Menjiwai Lagu, Menyanyi dengan Hati
Ada satu yang menarik perhatian saya, ketika seorang ibu mengutarakan pendapatnya. "Untuk lagu ini kok feel-nya saya belum dapat?" katanya.
Di dunia musik (lagi, setidaknya untuk diri saya sendiri), ungkapan ini sebenarnya merepresentasikan kecerdasan ibu tersebut dalam bernyanyi.
'Rasa' dalam menyanyi akan muncul apabila penyanyi mampu melarutkan diri. Seolah-olah kata per kata dalam syair lagu berasal dari 'hati' yang dilantunkan dengan sadar mengikuti irama yang disepakati dalam partitur.
Tidak mudah untuk menjiwai lagu. Namun ketika kita mampu membangun feel bersama-sama, yang diekspresikan melalui dinamika dan tempo lagu yang seragam, pesan lagu tersampaikan; bahkan akan mampu membangun suasana liturgis di peribadatan. Harapannya akan menginspirasi umat untuk semakin dekat dengan Sang Penyelenggara Illahi.
Catatan: Jangan Lupakan Protokol Kesehatan
Di situasi pandemi, kami berlatih bernyanyi dengan memegang protokol kesehatan. Bermasker, mencuci-tangan, menggunakan hand sanitizer, dan menjaga-jarak sungguh kami perhatikan.

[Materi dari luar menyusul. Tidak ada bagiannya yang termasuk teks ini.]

mod columns;
mod delete;
mod download;
mod list;
mod status;
mod tree;

use std::path::Path;
use std::sync::Arc;

use anyhow::{Context, Result};
use tokio::runtime::Runtime;
use tracing::warn;

use crate::backend::HttpBackend;
use crate::cache::{CacheOptions, MediaCache};
use crate::config::GalleryConfig;
use crate::settings::SettingsStore;

pub use columns::{run_columns, ColumnRow, ColumnsOptions};
pub use delete::run_delete;
pub(crate) use download::sanitize_file_name;
pub use download::{run_download, DownloadSummary};
pub use list::{run_list, ListOptions, ListedMedia};
pub use status::run_status;
pub use tree::run_tree;

/// What every networked command needs: config, runtime and a backend client.
pub struct Session {
    pub config: GalleryConfig,
    pub runtime: Runtime,
    pub backend: Arc<HttpBackend>,
}

impl Session {
    pub fn new(config: GalleryConfig) -> Result<Self> {
        let runtime = tokio::runtime::Builder::new_multi_thread()
            .enable_all()
            .build()
            .context("Failed to start async runtime")?;
        let backend = HttpBackend::new(&config.base_url)
            .with_context(|| format!("Invalid backend URL: {}", config.base_url))?;
        Ok(Self {
            config,
            runtime,
            backend: Arc::new(backend),
        })
    }

    /// Fresh cache on this session's runtime
    pub fn cache(&self) -> Arc<MediaCache<HttpBackend>> {
        Arc::new(MediaCache::new(
            Arc::clone(&self.backend),
            CacheOptions::from(&self.config.cache),
            self.runtime.handle().clone(),
        ))
    }
}

/// Open the settings database at `path`, the platform default, or in memory
/// when no data directory can be determined.
pub fn open_settings(path: Option<&Path>) -> Result<SettingsStore> {
    let path = match path {
        Some(path) => path.to_path_buf(),
        None => match SettingsStore::default_path() {
            Some(path) => path,
            None => {
                warn!("no data directory, column settings will not persist");
                return Ok(SettingsStore::open_in_memory()?);
            }
        },
    };
    if let Some(dir) = path.parent() {
        std::fs::create_dir_all(dir)
            .with_context(|| format!("Failed to create settings directory: {}", dir.display()))?;
    }
    SettingsStore::open(&path)
        .with_context(|| format!("Failed to open settings store: {}", path.display()))
}

fn spinner(message: &str) -> indicatif::ProgressBar {
    let spinner = indicatif::ProgressBar::new_spinner();
    let style = indicatif::ProgressStyle::default_spinner().template("{spinner:.cyan} {msg}");
    if let Ok(style) = style {
        spinner.set_style(style);
    }
    spinner.set_message(message.to_string());
    spinner.enable_steady_tick(std::time::Duration::from_millis(100));
    spinner
}
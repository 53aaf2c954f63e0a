use anyhow::{Context, Result};

use super::Session;
use crate::backend::MediaBackend;
use crate::model::{DirectoryNode, Pane};

/// Fetch the directory tree of one pane
pub fn run_tree(session: &Session, pane: Pane) -> Result<Vec<DirectoryNode>> {
    session
        .runtime
        .block_on(session.backend.list_directories(pane))
        .with_context(|| format!("Failed to list {} directories", pane))
}
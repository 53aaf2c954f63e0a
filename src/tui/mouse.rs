use std::time::{Duration, Instant};

use crossterm::event::{KeyModifiers, MouseButton, MouseEvent, MouseEventKind};
use ratatui::layout::{Position, Rect};

use super::state::{AppState, Focus};
use super::widgets::{directory_at, point_to_units};
use crate::model::Pane;

const DOUBLE_CLICK: Duration = Duration::from_millis(500);

/// Tracks state for double-click detection
pub struct MouseState {
    last_click_time: Option<Instant>,
    last_click_col: u16,
    last_click_row: u16,
}

impl MouseState {
    pub fn new() -> Self {
        Self {
            last_click_time: None,
            last_click_col: 0,
            last_click_row: 0,
        }
    }

    /// Record a click and return true if it's a double-click (same position within 500ms)
    fn record_click(&mut self, col: u16, row: u16, now: Instant) -> bool {
        let is_double = self
            .last_click_time
            .is_some_and(|t| now.duration_since(t) < DOUBLE_CLICK)
            && self.last_click_col == col
            && self.last_click_row == row;

        self.last_click_time = if is_double { None } else { Some(now) };
        self.last_click_col = col;
        self.last_click_row = row;

        is_double
    }
}

fn contains(area: Rect, col: u16, row: u16) -> bool {
    area.contains(Position::new(col, row))
}

pub fn handle_mouse(event: MouseEvent, state: &mut AppState, mouse_state: &mut MouseState) {
    // Overlays own the screen
    if state.previewing().is_some() || state.confirm_delete.is_some() || state.show_help {
        return;
    }
    match event.kind {
        MouseEventKind::Down(MouseButton::Left) => {
            let shift = event.modifiers.contains(KeyModifiers::SHIFT);
            let is_double = mouse_state.record_click(event.column, event.row, Instant::now());
            handle_left_click(event.column, event.row, shift, is_double, state);
        }
        MouseEventKind::ScrollUp => handle_scroll(event.column, event.row, -1, state),
        MouseEventKind::ScrollDown => handle_scroll(event.column, event.row, 1, state),
        _ => {}
    }
}

fn handle_left_click(col: u16, row: u16, shift: bool, is_double: bool, state: &mut AppState) {
    for pane in Pane::ALL {
        let view = state.view(pane);
        let (tree_area, grid_area) = (view.tree_area, view.grid_area);

        if contains(tree_area, col, row) {
            state.active = pane;
            state.view_mut(pane).focus = Focus::Tree;
            let view = state.view(pane);
            if let Some(index) =
                directory_at(tree_area, row, col, view.directories.len(), view.tree_cursor)
            {
                state.view_mut(pane).tree_cursor = index;
                if is_double {
                    state.open_directory(pane);
                }
            }
            return;
        }

        if contains(grid_area, col, row) {
            state.active = pane;
            state.view_mut(pane).focus = Focus::Grid;
            let Some((x, y)) = point_to_units(grid_area, col, row) else {
                return;
            };
            let Some(index) = state.gallery.pane(pane).grid().index_at(x, y) else {
                return;
            };
            if is_double {
                state.view_mut(pane).cursor = index;
                state.open_preview_at_cursor(pane);
            } else {
                state.click_index(pane, index, shift);
            }
            return;
        }
    }
}

fn handle_scroll(col: u16, row: u16, direction: isize, state: &mut AppState) {
    for pane in Pane::ALL {
        let view = state.view(pane);
        if contains(view.tree_area, col, row) {
            state.move_tree_cursor(pane, direction);
            return;
        }
        if contains(view.grid_area, col, row) {
            let step = state.gallery.pane(pane).grid().row_stride() as i64;
            state.gallery.scroll_by(pane, step * direction as i64);
            return;
        }
    }
}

Keterbatasan luas ruangan berlatih membuat kami harus membatasi jumlah anggota yang diajak koor. Syukurlah, ibu-bapak yang bergabung memiliki komitmen untuk konsisten hadir berlatih.
PenutupÂ
Tiga minggu yang menarik bagi saya. Inti dari semua narasi di atas adalah tetap bersosialisasi, dan saling melengkapi walau terkendala pandemi.
Pengalaman diminta memadukan suara para beliau secara dadakan membawa konsekuensi saya harus bersedia dilatih dalam hal kesabaran, tidak meremehkan, mau mendengarkan, dan berani dievaluasi.
Semoga ibu-bapak anggota koor kami sehat dan pada saat tugas nantinya dapat memancarkan 'ketulusan hati' melalui lantunan suara-suara yang syahdu dan padu.Â
Gloria, Gloria, in Exelcis Deo ... Pribadi penuh Cinta.